And it seems like he'd do that again.
Because Gordon says people who criticize him for the content of his videos or for not taking aside
are really misunderstanding his reason for meaming.
My job is to articulate that script verbatim.
verbatim.
And I asked people, I said,
why is it that you accept
that Denzel Washington or
Brad Pitt can be a pilot
in one movie,
a gangster in another,
a priest in the other one?
Why don't you call that hypocrisy?
But you tap Big Man Taron as being
a hypocrite, as living a double
life on the internet.
So there's that difficulty that people
tend not to be able to defray
of the big man Tyrone as the meme from Gordon heard, the man.
Of course, Brad Pitt or Denzel feel less like mouthpieces for hire than Big Man Tyrone.
Something about this logic of I'm an actor just like them doesn't feel quite right.
Gordon says he's turned plenty of things down, though.
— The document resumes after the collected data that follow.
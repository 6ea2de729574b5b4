//! In-memory `BillingStore` for tests. One mutex guards all state, so every call is
//! atomic and linearizable the same way a database transaction would be.

use async_trait::async_trait;
use chrono::{DateTime, Duration, Utc};
use std::collections::HashMap;
use std::sync::{Mutex, MutexGuard};
use uuid::Uuid;

use crate::error::{AppError, AppResult};
use crate::models::{
    AddOnStatus, AddOnSubscription, BillingNotification, LedgerDrift, LedgerPosting,
    LimitResource, NewNotification, NewWalletEntry, NewWebhookEvent, PaymentProvider,
    Subscription, SubscriptionPatch, SubscriptionStatus, SubscriptionUpsert, UsagePeriod,
    UsageResource, Wallet, WalletTransaction, WebhookClaim, WebhookEvent,
};
use crate::store::{AddOnPurchase, BillingStore, UsageCommit, UsageReceipt};

#[derive(Default)]
struct State {
    wallets: HashMap<String, Wallet>,
    transactions: Vec<WalletTransaction>,
    subscriptions: Vec<Subscription>,
    periods: Vec<UsagePeriod>,
    addons: Vec<AddOnSubscription>,
    /// (tenant, resource, status)
    resources: Vec<(String, LimitResource, String)>,
    webhooks: Vec<WebhookEvent>,
    notifications: Vec<BillingNotification>,
}

#[derive(Default)]
pub struct MemoryStore {
    state: Mutex<State>,
}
I have received scripts on my table here, some of them so vile and yet so high.
paid that I had a difficult moral decision to make.
Gordon says a deciding factor is whether or not he feels like his kids will see him in a
different light in the future, based on a video he makes or a script he reads, which doesn't
feel crystal clear.
There's still something a little strange about Gordon's connection to his fans.
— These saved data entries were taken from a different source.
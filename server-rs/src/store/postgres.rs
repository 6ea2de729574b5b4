use async_trait::async_trait;
use chrono::{DateTime, Duration, Utc};
use sqlx::{PgConnection, PgPool};
use uuid::Uuid;

use crate::error::{AppError, AppResult};
use crate::models::{
    AddOnStatus, AddOnSubscription, BillingNotification, LedgerDrift, LedgerPosting,
    LimitResource, NewNotification, NewWalletEntry, NewWebhookEvent, PaymentProvider,
    Subscription, SubscriptionPatch, SubscriptionUpsert, UsagePeriod, Wallet, WalletTransaction,
    WebhookClaim, WebhookEvent,
};
use crate::store::{AddOnPurchase, BillingStore, UsageCommit, UsageReceipt};

const USAGE_PERIOD_COLUMNS: &str = "id, subscription_id, period_start, period_end, \
     sms_count_used, email_count_used, voice_minutes_used";

#[derive(Clone)]
pub struct PgBillingStore {
    pool: PgPool,
}

impl PgBillingStore {
    pub fn new(pool: PgPool) -> Self {
        Self { pool }
    }
}

fn is_unique_violation(err: &sqlx::Error) -> bool {
    matches!(err, sqlx::Error::Database(db) if db.is_unique_violation())
}

/// Wallet posting on an open transaction. The wallet row stays locked until the
/// surrounding transaction ends, which serializes postings per tenant.
async fn post_entry_in(
    conn: &mut PgConnection,
    entry: &NewWalletEntry,
) -> AppResult<LedgerPosting> {
    let wallet_id: Uuid = sqlx::query_scalar(
        r#"INSERT INTO wallets (id, tenant_id, balance, created_at, updated_at)
        VALUES ($1, $2, 0, NOW(), NOW())
        ON CONFLICT (tenant_id) DO UPDATE SET updated_at = wallets.updated_at
        RETURNING id"#,
    )
    .bind(Uuid::new_v4())
    .bind(&entry.tenant_id)
    .fetch_one(&mut *conn)
    .await?;

    if let Some(reference_id) = &entry.reference_id {
        let existing: Option<WalletTransaction> = sqlx::query_as(
            r#"SELECT * FROM wallet_transactions
            WHERE wallet_id = $1 AND tx_type = $2 AND reference_id = $3"#,
        )
        .bind(wallet_id)
        .bind(entry.tx_type.as_str())
        .bind(reference_id)
        .fetch_optional(&mut *conn)
        .await?;

        if let Some(transaction) = existing {
            let balance: i64 = sqlx::query_scalar("SELECT balance FROM wallets WHERE id = $1")
                .bind(wallet_id)
                .fetch_one(&mut *conn)
                .await?;
            return Ok(LedgerPosting {
                transaction,
                balance,
                duplicate: true,
            });
        }
    }

    let balance: Option<i64> = sqlx::query_scalar(
        r#"UPDATE wallets SET balance = balance + $2, updated_at = NOW()
        WHERE id = $1 AND balance + $2 >= 0
        RETURNING balance"#,
    )
    .bind(wallet_id)
    .bind(entry.amount)
    .fetch_optional(&mut *conn)
    .await?;

    let balance = match balance {
        Some(b) => b,
        None => {
            let available: i64 = sqlx::query_scalar("SELECT balance FROM wallets WHERE id = $1")
                .bind(wallet_id)
                .fetch_one(&mut *conn)
                .await?;
            return Err(AppError::InsufficientFunds {
                required: -entry.amount,
                available,
            });
        }
    };

    let transaction: WalletTransaction = sqlx::query_as(
        r#"INSERT INTO wallet_transactions
            (id, wallet_id, amount, balance_after, tx_type, reference_id, description, created_at)
        VALUES ($1, $2, $3, $4, $5, $6, $7, NOW())
        RETURNING *"#,
    )
    .bind(Uuid::new_v4())
    .bind(wallet_id)
    .bind(entry.amount)
    .bind(balance)
    .bind(entry.tx_type.as_str())
    .bind(&entry.reference_id)
    .bind(&entry.description)
    .fetch_one(&mut *conn)
    .await?;

    Ok(LedgerPosting {
        transaction,
        balance,
        duplicate: false,
    })
}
When Trump lost the election in 2020, Big Man Tyrone's YouTube channel went dark.
for months. Out of respect, Gordon says, for the Trump supporters who were hurting.
We're not really sure what that means. Do you ever worry that what you're, you know, what, what you're
doing is at the risk of contributing to the kinds of things that led to, like, the violence
at the Capitol in the U.S. on January 6th? No, I'm not. Because after January,
I became extremely cautious about that.
A chap sent me a script from Israel.
He's a regular buyer.
He's been buying videos for me for such a long time.
And I've done collabs with him on the gaming thing before.
Now he sends me a script in which he mentions Kyrgyzstan and connects it to the
attack on the capital.
And I reject it.
I reject the script in total.
I tell him, well, I'm not going to read the script
because it is incendiary.
The Americans have just come out of a very difficult situation.
Gordon told this regular buyer from Israel
that he didn't want to make a joky video
supporting the January 6th riots.
So the guy changed the script and sent him a new one,
which he agreed to.
But then the guy wanted to Photoshop a Kekistan flag
into the video.
carried by one of the rioters,
which even the president of Kekistan felt was inappropriate.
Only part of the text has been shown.